Goal of the exercise
When you reach the line in the listing below that contains "repository 2fc386ded0897c7f", begin returning lines exactly as written, and stop after the line that contains "fn train(&mut self);". Return no other lines.

# # #

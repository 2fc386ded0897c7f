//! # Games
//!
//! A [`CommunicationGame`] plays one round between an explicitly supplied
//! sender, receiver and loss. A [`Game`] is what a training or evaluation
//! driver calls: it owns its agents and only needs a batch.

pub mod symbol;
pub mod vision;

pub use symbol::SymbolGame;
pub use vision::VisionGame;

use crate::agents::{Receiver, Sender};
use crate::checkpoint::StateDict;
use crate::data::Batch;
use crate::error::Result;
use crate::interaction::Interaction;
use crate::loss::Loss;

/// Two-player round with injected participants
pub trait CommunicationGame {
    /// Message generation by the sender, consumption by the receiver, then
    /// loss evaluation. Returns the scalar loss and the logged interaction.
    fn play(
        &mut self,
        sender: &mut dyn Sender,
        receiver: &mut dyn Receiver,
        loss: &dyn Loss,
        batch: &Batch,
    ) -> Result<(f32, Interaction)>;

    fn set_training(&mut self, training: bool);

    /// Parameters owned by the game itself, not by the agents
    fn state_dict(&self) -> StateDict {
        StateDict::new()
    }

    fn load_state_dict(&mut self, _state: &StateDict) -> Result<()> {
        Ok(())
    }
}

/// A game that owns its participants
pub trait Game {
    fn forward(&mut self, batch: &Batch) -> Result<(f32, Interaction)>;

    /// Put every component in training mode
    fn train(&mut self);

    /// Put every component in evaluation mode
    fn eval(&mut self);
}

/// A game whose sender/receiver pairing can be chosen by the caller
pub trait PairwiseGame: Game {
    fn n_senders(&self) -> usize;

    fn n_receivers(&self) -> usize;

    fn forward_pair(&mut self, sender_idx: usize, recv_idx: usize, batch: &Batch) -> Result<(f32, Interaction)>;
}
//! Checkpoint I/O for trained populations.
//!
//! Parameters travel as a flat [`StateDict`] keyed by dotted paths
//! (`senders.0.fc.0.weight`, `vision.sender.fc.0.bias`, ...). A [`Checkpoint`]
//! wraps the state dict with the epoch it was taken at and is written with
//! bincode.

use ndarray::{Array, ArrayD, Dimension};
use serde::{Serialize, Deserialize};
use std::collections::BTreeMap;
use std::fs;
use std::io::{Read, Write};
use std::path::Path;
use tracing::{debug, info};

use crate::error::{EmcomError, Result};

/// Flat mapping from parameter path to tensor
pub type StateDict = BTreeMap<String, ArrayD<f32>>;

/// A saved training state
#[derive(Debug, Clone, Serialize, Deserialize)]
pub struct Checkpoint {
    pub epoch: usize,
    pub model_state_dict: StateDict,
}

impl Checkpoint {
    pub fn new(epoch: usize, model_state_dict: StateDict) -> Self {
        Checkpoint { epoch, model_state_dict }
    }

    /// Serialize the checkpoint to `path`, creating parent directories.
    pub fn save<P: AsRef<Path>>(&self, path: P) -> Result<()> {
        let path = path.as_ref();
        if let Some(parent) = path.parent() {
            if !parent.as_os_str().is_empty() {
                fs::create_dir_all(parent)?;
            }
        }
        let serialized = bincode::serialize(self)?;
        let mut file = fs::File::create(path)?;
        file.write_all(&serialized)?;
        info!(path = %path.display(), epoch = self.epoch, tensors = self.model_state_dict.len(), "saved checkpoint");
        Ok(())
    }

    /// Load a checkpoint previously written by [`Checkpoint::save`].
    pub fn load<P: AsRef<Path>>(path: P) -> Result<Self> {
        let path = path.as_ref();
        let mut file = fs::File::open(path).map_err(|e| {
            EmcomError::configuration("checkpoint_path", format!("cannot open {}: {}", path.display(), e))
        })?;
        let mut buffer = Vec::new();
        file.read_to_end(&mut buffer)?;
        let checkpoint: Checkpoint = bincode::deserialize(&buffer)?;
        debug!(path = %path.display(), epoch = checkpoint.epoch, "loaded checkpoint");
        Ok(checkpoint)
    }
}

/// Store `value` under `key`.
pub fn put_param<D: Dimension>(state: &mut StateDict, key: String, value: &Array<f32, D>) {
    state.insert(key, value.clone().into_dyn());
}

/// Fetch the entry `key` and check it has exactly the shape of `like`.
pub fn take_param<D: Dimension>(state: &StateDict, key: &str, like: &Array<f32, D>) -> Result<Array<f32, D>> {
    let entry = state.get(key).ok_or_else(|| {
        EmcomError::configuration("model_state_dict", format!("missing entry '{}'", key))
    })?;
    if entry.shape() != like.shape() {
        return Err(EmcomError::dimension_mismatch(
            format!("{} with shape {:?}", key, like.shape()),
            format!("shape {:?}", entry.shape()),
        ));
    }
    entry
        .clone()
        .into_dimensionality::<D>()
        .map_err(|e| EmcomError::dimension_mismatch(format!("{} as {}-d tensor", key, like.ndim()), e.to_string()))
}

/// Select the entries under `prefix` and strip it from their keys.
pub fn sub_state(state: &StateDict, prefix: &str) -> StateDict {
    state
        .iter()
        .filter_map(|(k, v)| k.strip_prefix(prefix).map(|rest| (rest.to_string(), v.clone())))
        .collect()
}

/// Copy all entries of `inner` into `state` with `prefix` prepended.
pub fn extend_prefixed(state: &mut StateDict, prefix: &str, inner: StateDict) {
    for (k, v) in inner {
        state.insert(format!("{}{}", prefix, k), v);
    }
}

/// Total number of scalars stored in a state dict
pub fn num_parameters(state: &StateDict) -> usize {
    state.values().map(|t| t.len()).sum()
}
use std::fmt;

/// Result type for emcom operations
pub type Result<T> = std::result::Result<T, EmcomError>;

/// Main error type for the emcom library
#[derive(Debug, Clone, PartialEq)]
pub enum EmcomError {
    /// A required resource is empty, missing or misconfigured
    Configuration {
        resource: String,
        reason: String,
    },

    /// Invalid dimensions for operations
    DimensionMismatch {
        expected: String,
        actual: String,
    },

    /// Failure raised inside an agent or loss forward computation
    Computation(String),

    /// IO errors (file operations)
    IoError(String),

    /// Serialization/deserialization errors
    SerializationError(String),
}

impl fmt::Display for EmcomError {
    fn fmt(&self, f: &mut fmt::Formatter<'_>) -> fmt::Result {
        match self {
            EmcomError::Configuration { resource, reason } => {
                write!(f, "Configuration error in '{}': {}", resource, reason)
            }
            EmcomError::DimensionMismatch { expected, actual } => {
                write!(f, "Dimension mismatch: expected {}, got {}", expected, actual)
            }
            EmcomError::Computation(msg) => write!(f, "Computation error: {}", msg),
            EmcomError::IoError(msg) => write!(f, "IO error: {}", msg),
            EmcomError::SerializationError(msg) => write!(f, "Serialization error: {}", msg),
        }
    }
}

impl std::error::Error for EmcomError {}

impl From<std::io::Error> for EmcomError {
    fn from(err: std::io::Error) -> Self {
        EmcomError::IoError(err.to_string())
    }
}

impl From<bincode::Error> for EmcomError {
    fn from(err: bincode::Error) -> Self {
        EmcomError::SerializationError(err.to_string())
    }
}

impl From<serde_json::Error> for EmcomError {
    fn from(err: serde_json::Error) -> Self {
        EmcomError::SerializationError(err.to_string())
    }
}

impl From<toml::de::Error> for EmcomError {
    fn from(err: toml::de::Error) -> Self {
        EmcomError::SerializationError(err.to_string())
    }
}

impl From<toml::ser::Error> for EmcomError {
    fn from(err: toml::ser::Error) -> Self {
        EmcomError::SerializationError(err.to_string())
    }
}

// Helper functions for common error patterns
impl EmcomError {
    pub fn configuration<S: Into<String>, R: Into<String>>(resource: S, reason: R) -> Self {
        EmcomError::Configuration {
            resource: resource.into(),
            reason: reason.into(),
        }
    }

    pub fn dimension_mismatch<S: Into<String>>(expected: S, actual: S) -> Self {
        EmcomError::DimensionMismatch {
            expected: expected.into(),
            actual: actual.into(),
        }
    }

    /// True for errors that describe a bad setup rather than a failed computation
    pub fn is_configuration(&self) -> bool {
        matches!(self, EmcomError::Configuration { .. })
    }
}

# # #

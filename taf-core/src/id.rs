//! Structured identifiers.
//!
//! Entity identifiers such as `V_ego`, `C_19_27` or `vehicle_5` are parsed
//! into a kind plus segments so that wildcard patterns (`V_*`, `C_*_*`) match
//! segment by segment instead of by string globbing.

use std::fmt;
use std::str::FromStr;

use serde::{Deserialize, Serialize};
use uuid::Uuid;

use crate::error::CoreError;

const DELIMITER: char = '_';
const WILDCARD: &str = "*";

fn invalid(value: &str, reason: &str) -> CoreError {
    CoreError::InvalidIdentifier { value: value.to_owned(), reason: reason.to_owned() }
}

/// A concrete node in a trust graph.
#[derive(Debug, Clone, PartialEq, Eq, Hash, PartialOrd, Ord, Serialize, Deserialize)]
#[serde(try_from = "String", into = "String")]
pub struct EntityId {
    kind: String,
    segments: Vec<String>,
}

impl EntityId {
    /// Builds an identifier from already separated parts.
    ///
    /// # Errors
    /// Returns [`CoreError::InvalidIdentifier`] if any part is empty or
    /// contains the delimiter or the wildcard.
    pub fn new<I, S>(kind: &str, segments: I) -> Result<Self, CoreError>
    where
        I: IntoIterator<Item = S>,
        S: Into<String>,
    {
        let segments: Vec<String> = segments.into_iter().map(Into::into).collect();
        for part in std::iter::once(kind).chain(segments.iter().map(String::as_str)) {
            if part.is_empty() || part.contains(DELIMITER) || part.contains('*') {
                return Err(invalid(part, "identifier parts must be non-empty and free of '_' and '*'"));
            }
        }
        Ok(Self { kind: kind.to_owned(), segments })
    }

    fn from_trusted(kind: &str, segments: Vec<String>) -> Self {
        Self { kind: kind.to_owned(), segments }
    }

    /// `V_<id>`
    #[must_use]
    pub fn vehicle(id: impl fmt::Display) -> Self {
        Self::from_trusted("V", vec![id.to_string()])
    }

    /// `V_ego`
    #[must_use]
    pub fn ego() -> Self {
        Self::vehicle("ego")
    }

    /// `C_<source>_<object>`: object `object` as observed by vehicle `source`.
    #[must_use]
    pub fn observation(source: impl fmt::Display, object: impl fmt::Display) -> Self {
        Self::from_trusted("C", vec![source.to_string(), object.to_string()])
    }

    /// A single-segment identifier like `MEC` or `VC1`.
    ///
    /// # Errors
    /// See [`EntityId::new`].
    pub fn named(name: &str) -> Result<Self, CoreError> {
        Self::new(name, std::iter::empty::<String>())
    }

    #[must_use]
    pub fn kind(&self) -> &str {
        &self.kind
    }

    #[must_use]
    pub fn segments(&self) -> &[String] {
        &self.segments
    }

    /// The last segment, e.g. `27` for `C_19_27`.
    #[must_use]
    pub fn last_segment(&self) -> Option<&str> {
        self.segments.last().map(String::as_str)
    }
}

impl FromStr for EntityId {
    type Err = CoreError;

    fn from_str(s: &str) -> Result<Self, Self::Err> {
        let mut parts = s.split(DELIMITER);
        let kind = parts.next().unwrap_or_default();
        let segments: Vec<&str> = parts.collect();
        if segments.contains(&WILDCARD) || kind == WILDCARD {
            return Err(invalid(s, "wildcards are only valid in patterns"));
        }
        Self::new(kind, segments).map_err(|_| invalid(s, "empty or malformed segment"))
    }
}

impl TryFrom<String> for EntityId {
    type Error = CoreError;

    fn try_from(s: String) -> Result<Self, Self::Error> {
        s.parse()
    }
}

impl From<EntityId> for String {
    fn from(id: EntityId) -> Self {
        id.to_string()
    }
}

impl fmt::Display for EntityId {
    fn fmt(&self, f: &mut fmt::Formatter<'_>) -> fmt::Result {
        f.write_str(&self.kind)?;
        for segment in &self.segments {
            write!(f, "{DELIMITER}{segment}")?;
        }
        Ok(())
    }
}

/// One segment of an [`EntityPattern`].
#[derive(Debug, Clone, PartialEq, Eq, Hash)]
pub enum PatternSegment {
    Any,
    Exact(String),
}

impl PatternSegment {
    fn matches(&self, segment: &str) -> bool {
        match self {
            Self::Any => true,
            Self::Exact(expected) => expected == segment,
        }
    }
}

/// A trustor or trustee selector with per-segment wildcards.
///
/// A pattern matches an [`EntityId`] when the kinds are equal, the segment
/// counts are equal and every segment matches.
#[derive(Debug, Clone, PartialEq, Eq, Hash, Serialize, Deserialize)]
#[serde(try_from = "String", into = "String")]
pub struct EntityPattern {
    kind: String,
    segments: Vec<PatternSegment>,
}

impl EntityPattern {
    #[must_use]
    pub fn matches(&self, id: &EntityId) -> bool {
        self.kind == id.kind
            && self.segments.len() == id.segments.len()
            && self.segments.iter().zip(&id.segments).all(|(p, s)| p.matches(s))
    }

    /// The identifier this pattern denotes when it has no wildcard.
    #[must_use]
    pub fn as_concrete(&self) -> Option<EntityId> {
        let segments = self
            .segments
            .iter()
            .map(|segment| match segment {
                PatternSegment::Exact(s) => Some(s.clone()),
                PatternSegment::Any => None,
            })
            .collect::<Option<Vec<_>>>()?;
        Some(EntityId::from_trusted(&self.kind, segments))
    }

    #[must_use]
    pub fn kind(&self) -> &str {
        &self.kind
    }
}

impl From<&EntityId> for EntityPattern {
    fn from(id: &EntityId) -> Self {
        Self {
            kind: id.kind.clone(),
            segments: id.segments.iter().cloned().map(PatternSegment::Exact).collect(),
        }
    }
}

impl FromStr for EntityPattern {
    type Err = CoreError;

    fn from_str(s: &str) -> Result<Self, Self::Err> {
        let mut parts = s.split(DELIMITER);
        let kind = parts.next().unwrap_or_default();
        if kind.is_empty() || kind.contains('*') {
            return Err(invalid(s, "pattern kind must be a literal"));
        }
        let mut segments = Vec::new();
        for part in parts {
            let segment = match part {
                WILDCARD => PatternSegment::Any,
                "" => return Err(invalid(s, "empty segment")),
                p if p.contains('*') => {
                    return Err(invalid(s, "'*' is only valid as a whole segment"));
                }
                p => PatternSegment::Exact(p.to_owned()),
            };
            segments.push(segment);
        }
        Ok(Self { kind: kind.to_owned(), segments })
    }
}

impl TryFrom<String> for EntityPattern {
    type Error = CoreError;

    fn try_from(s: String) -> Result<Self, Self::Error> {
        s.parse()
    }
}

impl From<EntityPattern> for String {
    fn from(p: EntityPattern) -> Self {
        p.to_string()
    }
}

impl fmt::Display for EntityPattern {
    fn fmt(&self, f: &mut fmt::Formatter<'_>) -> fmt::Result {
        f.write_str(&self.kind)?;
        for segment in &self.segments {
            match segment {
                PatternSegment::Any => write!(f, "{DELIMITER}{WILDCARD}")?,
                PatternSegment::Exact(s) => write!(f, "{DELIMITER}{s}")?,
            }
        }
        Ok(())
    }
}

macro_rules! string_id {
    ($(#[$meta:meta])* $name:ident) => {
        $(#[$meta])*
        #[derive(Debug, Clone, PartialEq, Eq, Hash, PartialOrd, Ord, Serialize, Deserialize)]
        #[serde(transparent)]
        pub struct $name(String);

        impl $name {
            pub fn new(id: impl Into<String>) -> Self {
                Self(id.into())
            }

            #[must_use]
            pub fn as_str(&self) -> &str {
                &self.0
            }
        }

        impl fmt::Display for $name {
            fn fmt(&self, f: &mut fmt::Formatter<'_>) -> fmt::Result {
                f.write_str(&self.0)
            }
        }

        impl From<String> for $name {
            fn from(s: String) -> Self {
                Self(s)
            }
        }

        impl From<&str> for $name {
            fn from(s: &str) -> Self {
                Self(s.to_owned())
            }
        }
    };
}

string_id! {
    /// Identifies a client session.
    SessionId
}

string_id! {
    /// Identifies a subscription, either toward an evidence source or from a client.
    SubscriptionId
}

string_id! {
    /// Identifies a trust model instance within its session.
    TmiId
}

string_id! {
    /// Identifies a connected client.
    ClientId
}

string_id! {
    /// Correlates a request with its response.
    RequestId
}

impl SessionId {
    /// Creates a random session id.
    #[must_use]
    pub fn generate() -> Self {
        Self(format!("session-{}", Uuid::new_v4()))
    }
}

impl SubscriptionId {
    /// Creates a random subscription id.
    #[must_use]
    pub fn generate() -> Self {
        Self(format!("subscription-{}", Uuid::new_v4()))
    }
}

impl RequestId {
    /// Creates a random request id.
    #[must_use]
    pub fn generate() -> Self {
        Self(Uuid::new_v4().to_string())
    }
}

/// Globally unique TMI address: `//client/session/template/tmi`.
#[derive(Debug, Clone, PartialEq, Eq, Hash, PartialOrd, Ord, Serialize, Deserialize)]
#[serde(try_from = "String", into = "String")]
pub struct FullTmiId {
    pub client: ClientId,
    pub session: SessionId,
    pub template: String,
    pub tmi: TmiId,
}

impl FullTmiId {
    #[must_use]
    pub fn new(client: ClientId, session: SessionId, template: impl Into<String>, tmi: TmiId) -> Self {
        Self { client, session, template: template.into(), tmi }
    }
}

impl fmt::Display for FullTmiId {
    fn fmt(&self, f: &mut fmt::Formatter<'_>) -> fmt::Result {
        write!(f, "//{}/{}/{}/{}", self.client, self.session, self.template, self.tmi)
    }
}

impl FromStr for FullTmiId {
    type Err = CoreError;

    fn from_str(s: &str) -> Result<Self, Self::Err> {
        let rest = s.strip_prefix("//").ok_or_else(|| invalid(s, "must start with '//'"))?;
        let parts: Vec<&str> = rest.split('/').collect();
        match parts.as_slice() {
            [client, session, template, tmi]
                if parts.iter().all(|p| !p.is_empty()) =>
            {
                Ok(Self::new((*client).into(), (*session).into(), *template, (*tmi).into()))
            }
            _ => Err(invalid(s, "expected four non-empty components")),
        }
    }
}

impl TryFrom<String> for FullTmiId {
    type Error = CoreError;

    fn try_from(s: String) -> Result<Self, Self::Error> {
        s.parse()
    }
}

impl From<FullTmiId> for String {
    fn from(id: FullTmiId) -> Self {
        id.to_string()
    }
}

# # #

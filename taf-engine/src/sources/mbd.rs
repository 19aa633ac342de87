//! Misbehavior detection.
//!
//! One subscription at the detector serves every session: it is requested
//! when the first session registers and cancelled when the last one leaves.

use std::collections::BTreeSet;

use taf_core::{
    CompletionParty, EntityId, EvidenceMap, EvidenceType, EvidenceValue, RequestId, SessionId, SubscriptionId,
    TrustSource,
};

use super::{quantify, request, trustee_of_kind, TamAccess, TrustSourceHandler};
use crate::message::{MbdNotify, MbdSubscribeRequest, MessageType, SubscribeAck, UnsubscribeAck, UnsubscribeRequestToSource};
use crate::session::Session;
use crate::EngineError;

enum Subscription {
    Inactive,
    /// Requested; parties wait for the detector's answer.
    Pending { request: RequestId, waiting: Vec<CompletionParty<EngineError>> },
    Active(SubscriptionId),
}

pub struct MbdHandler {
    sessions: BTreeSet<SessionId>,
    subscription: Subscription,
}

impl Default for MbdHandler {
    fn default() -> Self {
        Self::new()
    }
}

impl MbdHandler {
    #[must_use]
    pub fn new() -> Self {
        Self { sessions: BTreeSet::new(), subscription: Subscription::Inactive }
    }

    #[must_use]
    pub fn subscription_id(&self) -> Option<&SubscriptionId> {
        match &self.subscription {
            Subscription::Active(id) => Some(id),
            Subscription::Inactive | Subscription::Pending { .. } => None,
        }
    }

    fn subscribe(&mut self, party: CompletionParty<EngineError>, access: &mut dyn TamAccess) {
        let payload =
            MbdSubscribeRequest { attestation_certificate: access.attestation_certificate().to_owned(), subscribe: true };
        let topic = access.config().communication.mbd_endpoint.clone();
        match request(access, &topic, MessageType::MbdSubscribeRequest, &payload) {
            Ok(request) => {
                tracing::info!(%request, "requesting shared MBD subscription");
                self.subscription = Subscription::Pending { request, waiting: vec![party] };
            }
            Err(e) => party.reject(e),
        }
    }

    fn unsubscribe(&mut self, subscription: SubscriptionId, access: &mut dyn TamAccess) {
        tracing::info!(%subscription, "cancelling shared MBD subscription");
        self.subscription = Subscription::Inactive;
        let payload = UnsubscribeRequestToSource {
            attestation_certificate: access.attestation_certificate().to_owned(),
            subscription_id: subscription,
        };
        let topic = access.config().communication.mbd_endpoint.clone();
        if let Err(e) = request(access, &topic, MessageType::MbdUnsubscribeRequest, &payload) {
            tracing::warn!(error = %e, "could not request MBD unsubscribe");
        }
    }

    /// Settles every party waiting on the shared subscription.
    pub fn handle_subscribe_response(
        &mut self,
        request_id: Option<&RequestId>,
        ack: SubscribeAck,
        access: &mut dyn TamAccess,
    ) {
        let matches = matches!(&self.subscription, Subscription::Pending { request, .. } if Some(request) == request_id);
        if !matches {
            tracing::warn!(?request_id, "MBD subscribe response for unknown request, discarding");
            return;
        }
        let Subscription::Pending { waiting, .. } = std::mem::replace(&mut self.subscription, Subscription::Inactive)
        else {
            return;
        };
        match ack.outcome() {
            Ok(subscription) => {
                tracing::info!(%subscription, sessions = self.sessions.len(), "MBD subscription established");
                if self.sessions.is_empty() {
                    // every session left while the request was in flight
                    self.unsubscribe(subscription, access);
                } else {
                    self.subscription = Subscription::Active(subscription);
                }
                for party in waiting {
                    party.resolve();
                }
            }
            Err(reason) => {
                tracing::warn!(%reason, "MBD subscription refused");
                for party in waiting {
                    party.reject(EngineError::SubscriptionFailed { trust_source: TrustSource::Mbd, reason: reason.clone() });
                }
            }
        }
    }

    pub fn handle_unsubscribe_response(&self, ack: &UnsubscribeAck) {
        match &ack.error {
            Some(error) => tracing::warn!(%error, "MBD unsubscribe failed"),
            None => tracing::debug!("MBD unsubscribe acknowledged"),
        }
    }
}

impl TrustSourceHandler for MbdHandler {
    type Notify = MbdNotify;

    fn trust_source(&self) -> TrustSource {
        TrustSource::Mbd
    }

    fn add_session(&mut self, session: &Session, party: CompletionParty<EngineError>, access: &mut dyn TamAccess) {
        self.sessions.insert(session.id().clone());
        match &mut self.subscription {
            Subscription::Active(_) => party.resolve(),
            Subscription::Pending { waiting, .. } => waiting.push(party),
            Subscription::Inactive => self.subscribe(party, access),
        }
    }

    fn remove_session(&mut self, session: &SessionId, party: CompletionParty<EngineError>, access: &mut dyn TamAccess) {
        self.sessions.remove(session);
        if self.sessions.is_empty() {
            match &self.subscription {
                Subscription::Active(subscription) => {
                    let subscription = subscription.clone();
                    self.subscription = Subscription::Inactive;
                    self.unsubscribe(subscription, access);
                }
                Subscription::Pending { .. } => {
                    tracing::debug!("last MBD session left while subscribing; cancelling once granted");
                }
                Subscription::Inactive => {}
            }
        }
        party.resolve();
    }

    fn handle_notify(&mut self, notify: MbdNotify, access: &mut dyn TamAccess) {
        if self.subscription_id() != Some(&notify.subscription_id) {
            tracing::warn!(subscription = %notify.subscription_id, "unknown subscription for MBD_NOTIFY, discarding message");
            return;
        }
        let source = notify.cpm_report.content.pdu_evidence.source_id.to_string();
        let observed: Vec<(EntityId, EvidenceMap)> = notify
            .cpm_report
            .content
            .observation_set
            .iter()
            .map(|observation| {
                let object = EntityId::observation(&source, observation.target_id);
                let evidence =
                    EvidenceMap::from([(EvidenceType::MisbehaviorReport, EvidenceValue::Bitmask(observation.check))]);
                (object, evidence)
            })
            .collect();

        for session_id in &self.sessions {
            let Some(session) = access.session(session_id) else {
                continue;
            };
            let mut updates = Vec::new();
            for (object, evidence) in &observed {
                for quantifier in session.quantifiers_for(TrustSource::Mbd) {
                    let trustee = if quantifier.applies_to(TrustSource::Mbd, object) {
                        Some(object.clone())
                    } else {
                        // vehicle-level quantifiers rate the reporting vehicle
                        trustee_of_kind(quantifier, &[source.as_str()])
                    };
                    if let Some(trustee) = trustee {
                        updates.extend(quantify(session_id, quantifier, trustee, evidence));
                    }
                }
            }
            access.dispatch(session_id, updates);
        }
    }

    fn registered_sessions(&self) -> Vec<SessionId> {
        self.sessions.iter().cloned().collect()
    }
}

# # #

Solution to this problem
repository 2fc386ded0897c7f
//! # Games
//!
//! A [`CommunicationGame`] plays one round between an explicitly supplied
//! sender, receiver and loss. A [`Game`] is what a training or evaluation
//! driver calls: it owns its agents and only needs a batch.

pub mod symbol;
pub mod vision;

pub use symbol::SymbolGame;
pub use vision::VisionGame;

use crate::agents::{Receiver, Sender};
use crate::checkpoint::StateDict;
use crate::data::Batch;
use crate::error::Result;
use crate::interaction::Interaction;
use crate::loss::Loss;

/// Two-player round with injected participants
pub trait CommunicationGame {
    /// Message generation by the sender, consumption by the receiver, then
    /// loss evaluation. Returns the scalar loss and the logged interaction.
    fn play(
        &mut self,
        sender: &mut dyn Sender,
        receiver: &mut dyn Receiver,
        loss: &dyn Loss,
        batch: &Batch,
    ) -> Result<(f32, Interaction)>;

    fn set_training(&mut self, training: bool);

    /// Parameters owned by the game itself, not by the agents
    fn state_dict(&self) -> StateDict {
        StateDict::new()
    }

    fn load_state_dict(&mut self, _state: &StateDict) -> Result<()> {
        Ok(())
    }
}

/// A game that owns its participants
pub trait Game {
    fn forward(&mut self, batch: &Batch) -> Result<(f32, Interaction)>;

    /// Put every component in training mode
    fn train(&mut self);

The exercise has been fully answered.